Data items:
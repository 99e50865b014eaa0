//! Configuration types for the chat application.
//!
//! This module provides CLI argument parsing via `arrrg` and
//! configuration structures for the chat binaries. Flags layer over an
//! optional YAML config file, which layers over defaults.

use std::path::Path;
use std::time::Duration;

use arrrg_derive::CommandLine;
use serde::{Deserialize, Serialize};

use crate::error::{Error, Result};

/// Command-line arguments for the qwintus-chat tool.
#[derive(CommandLine, Debug, Default, PartialEq, Eq)]
pub struct ChatArgs {
    /// Bridge API base URL.
    #[arrrg(optional, "Bridge API base URL (default: http://127.0.0.1:5000/api/)", "URL")]
    pub url: Option<String>,

    /// Auth receiver URL for storage-state pushes.
    #[arrrg(optional, "Auth receiver URL (default: http://127.0.0.1:8000/save_auth)", "URL")]
    pub auth_url: Option<String>,

    /// Request timeout in seconds.
    #[arrrg(optional, "Request timeout in seconds (default: none)", "SECONDS")]
    pub timeout: Option<u32>,

    /// Agent preset selected at startup.
    #[arrrg(optional, "Agent preset for the first send", "NAME")]
    pub agent: Option<String>,

    /// Enable web search from the start.
    #[arrrg(flag, "Enable web search for sends")]
    pub search: bool,

    /// Enable thinking mode from the start.
    #[arrrg(flag, "Enable thinking mode for sends")]
    pub thinking: bool,

    /// Disable ANSI colors and styles.
    #[arrrg(flag, "Disable ANSI colors/styles")]
    pub no_color: bool,

    /// YAML config file layered under the flags.
    #[arrrg(optional, "YAML config file", "PATH")]
    pub config: Option<String>,
}

/// Configuration for a chat session binary.
///
/// This struct holds the resolved configuration values after processing
/// the config file and command-line arguments.
#[derive(Debug, Clone, PartialEq, Serialize, Deserialize)]
pub struct ChatConfig {
    /// Bridge API base URL; `None` uses the client default.
    #[serde(default)]
    pub url: Option<String>,

    /// Auth receiver URL; `None` uses the client default.
    #[serde(default)]
    pub auth_url: Option<String>,

    /// Request timeout in seconds; `None` means no deadline.
    #[serde(default)]
    pub timeout_secs: Option<u32>,

    /// Agent preset selected at startup.
    #[serde(default)]
    pub agent: Option<String>,

    /// Whether web search starts enabled.
    #[serde(default)]
    pub web_search: bool,

    /// Whether thinking mode starts enabled.
    #[serde(default)]
    pub thinking_mode: bool,

    /// Whether to use ANSI colors and styles in output.
    #[serde(default = "default_use_color")]
    pub use_color: bool,
}

fn default_use_color() -> bool {
    true
}

impl ChatConfig {
    /// Creates a new ChatConfig with default values.
    pub fn new() -> Self {
        Self {
            url: None,
            auth_url: None,
            timeout_secs: None,
            agent: None,
            web_search: false,
            thinking_mode: false,
            use_color: true,
        }
    }

    /// Loads a configuration from a YAML file.
    pub fn load<P: AsRef<Path>>(path: P) -> Result<Self> {
        let path = path.as_ref();
        let contents = std::fs::read_to_string(path)
            .map_err(|err| Error::io(format!("failed to read {}", path.display()), err))?;
        serde_yaml::from_str(&contents).map_err(|err| {
            Error::serialization(
                format!("failed to parse config from {}", path.display()),
                Some(Box::new(err)),
            )
        })
    }

    /// Layers command-line arguments over this configuration.
    pub fn apply_args(mut self, args: &ChatArgs) -> Self {
        if args.url.is_some() {
            self.url = args.url.clone();
        }
        if args.auth_url.is_some() {
            self.auth_url = args.auth_url.clone();
        }
        if args.timeout.is_some() {
            self.timeout_secs = args.timeout;
        }
        if args.agent.is_some() {
            self.agent = args.agent.clone();
        }
        if args.search {
            self.web_search = true;
        }
        if args.thinking {
            self.thinking_mode = true;
        }
        if args.no_color {
            self.use_color = false;
        }
        self
    }

    /// Resolves the configured timeout, if any.
    pub fn timeout(&self) -> Option<Duration> {
        self.timeout_secs.map(|secs| Duration::from_secs(secs.into()))
    }

    /// Sets the base URL.
    pub fn with_url(mut self, url: impl Into<String>) -> Self {
        self.url = Some(url.into());
        self
    }

    /// Sets the startup agent preset.
    pub fn with_agent(mut self, agent: impl Into<String>) -> Self {
        self.agent = Some(agent.into());
        self
    }

    /// Disables ANSI color output.
    pub fn without_color(mut self) -> Self {
        self.use_color = false;
        self
    }
}

impl Default for ChatConfig {
    fn default() -> Self {
        Self::new()
    }
}

impl From<ChatArgs> for ChatConfig {
    fn from(args: ChatArgs) -> Self {
        ChatConfig::new().apply_args(&args)
    }
}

What you are asked to do:
If a line in the records has the word "Sets", copy that line.

Task result:
    /// Sets the base URL.
    /// Sets the startup agent preset.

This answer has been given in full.